= O RLY? =

Internet meme

O RLY? is an Internet meme, typically presented as an image macro featuring a snowy owl. The phrase "O RLY?", an abbreviated form of "Oh, really?", is used in internet forums in a sarcastic manner, often in response to an obvious, predictable, or blatantly false statement. Similar owl image macros followed the original to present different views, including images with the phrases "YA RLY" (Yeah, really.), "NO WAI!!" (No way!), and NO RLY. (Not really.)

== History ==
The original "O RLY?" snowy owl image macro is based on a photo taken by nature photographer John White, which he posted to the newsgroup alt.binaries.pictures.animals in 2001. According to White, the owl's expression in the photo was due to the bird panting to cool off, similar to a dog.

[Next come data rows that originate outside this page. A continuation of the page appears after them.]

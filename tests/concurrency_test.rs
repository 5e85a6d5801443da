//! Concurrency tests for plaza.
//!
//! Concurrent like toggles, comment creation and post removal against a
//! file-backed database with a multi-connection pool.

use std::sync::Arc;

use plaza::content::{ContentService, PostRepository};
use plaza::db::{NewUser, Role, UserRepository};
use plaza::{Database, Identity, ModerationService, PlazaError};
use tempfile::TempDir;

/// Open a file-backed database in a temp directory.
async fn setup_test_db() -> (Arc<Database>, TempDir) {
    let dir = TempDir::new().unwrap();
    let db = Database::open(dir.path().join("plaza.db"), 8).await.unwrap();
    (Arc::new(db), dir)
}

/// Create users and return their identities.
async fn create_users(db: &Database, count: usize) -> Vec<Identity> {
    let repo = UserRepository::new(db.pool());
    let mut users = Vec::with_capacity(count);
    for i in 0..count {
        let user = repo
            .create(&NewUser::new(
                format!("user{}", i),
                format!("user{}@example.com", i),
                "hash",
            ))
            .await
            .unwrap();
        users.push(Identity::from(&user));
    }
    users
}

/// Concurrent likes from different users are all counted.
#[tokio::test]
async fn test_concurrent_likes_by_different_users() {
    let (db, _dir) = setup_test_db().await;
    let users = create_users(&db, 10).await;
    let post_id = ContentService::new(&db)
        .create_post(Some(&users[0]), "popular")
        .await
        .unwrap()
        .id;

    let mut handles = Vec::new();
    for user in users.iter().cloned() {
        let db = Arc::clone(&db);
        handles.push(tokio::spawn(async move {
            ModerationService::new(&db)
                .like_post(Some(&user), post_id)
                .await
        }));
    }
    for handle in handles {
        handle.await.unwrap().unwrap();
    }

    let post = PostRepository::new(db.pool())
        .find_by_id(post_id)
        .await
        .unwrap()
        .unwrap();
    assert_eq!(post.likes, 10);
    assert_eq!(post.liked_by.len(), 10);
    for user in &users {
        assert!(post.is_liked_by(user.id));
    }
}

/// Concurrent toggles by one user are serialized by set membership.
#[tokio::test]
async fn test_concurrent_toggles_by_same_user() {
    let (db, _dir) = setup_test_db().await;
    let users = create_users(&db, 2).await;
    let post_id = ContentService::new(&db)
        .create_post(Some(&users[0]), "flip")
        .await
        .unwrap()
        .id;

    let mut handles = Vec::new();
    for _ in 0..6 {
        let db = Arc::clone(&db);
        let user = users[1].clone();
        handles.push(tokio::spawn(async move {
            ModerationService::new(&db)
                .like_post(Some(&user), post_id)
                .await
        }));
    }
    for handle in handles {
        handle.await.unwrap().unwrap();
    }

    let post = PostRepository::new(db.pool())
        .find_by_id(post_id)
        .await
        .unwrap()
        .unwrap();
    assert_eq!(post.likes, post.liked_by.len() as i64);
    assert_eq!(post.likes, 0);
}

/// Concurrent comments all land in the post's comment list.
#[tokio::test]
async fn test_concurrent_comment_creation() {
    let (db, _dir) = setup_test_db().await;
    let users = create_users(&db, 5).await;
    let post_id = ContentService::new(&db)
        .create_post(Some(&users[0]), "discuss")
        .await
        .unwrap()
        .id;

    let mut handles = Vec::new();
    for (i, user) in users.iter().cloned().enumerate() {
        let db = Arc::clone(&db);
        handles.push(tokio::spawn(async move {
            ContentService::new(&db)
                .create_comment(Some(&user), post_id, &format!("comment {}", i))
                .await
        }));
    }
    let mut ids = Vec::new();
    for handle in handles {
        ids.push(handle.await.unwrap().unwrap().id);
    }

    let post = PostRepository::new(db.pool())
        .find_by_id(post_id)
        .await
        .unwrap()
        .unwrap();
    let mut listed = post.comment_ids.clone();
    listed.sort_unstable();
    ids.sort_unstable();
    assert_eq!(listed, ids);
}

/// Count children whose parent post no longer exists.
async fn orphans(db: &Database) -> (i64, i64) {
    let comments: i64 =
        sqlx::query_scalar("SELECT COUNT(*) FROM comments WHERE post_id NOT IN (SELECT id FROM posts)")
            .fetch_one(db.pool())
            .await
            .unwrap();
    let replies: i64 = sqlx::query_scalar(
        "SELECT COUNT(*) FROM admin_replies WHERE post_id NOT IN (SELECT id FROM posts)",
    )
    .fetch_one(db.pool())
    .await
    .unwrap();
    (comments, replies)
}

/// Children created while their post is being removed never outlive it.
#[tokio::test(flavor = "multi_thread", worker_threads = 4)]
async fn test_post_removal_races_child_creation() {
    let (db, _dir) = setup_test_db().await;
    let users = create_users(&db, 2).await;
    let admin = Identity::from(
        &UserRepository::new(db.pool())
            .create(&NewUser::new("root", "root@example.com", "hash").with_role(Role::Admin))
            .await
            .unwrap(),
    );

    for round in 0..40 {
        let post_id = ContentService::new(&db)
            .create_post(Some(&users[0]), &format!("doomed {}", round))
            .await
            .unwrap()
            .id;

        let remover = {
            let db = Arc::clone(&db);
            let owner = users[0].clone();
            tokio::spawn(async move {
                ModerationService::new(&db)
                    .delete_post(Some(&owner), post_id)
                    .await
            })
        };
        let commenter = {
            let db = Arc::clone(&db);
            let user = users[1].clone();
            tokio::spawn(async move {
                for i in 0..5 {
                    match ContentService::new(&db)
                        .create_comment(Some(&user), post_id, &format!("late {}", i))
                        .await
                    {
                        Ok(_) | Err(PlazaError::NotFound(_)) => {}
                        Err(e) => panic!("unexpected comment error: {}", e),
                    }
                }
            })
        };
        let replier = {
            let db = Arc::clone(&db);
            let admin = admin.clone();
            tokio::spawn(async move {
                for i in 0..3 {
                    match ContentService::new(&db)
                        .create_reply(Some(&admin), post_id, &format!("late reply {}", i))
                        .await
                    {
                        Ok(_) | Err(PlazaError::NotFound(_)) => {}
                        Err(e) => panic!("unexpected reply error: {}", e),
                    }
                }
            })
        };

        let report = remover.await.unwrap().unwrap();
        assert!(report.post_removed);
        commenter.await.unwrap();
        replier.await.unwrap();
    }

    assert_eq!(orphans(&db).await, (0, 0));
    let refs: i64 = sqlx::query_scalar(
        "SELECT (SELECT COUNT(*) FROM post_comment_refs) + (SELECT COUNT(*) FROM post_reply_refs)",
    )
    .fetch_one(db.pool())
    .await
    .unwrap();
    assert_eq!(refs, 0);
}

The expression was interpreted by an unidentified person to say "oh really?", and the phrase O RLY? was added in large letters (using the Impact typeface) at the bottom of the image. The O RLY? owl quickly became a standard retort to disputed statements to express disbelief, and was followed by other owl image macros with phrases such as "YA RLY", "NO WAI!", "SRSLY?", and a number of others.

Outside of Internet forums, O RLY? has been referenced in various video games, including World of Warcraft in which the auctioneer characters O’Reely and Yarly are a reference to "O RLY?" and "YA RLY!", respectively.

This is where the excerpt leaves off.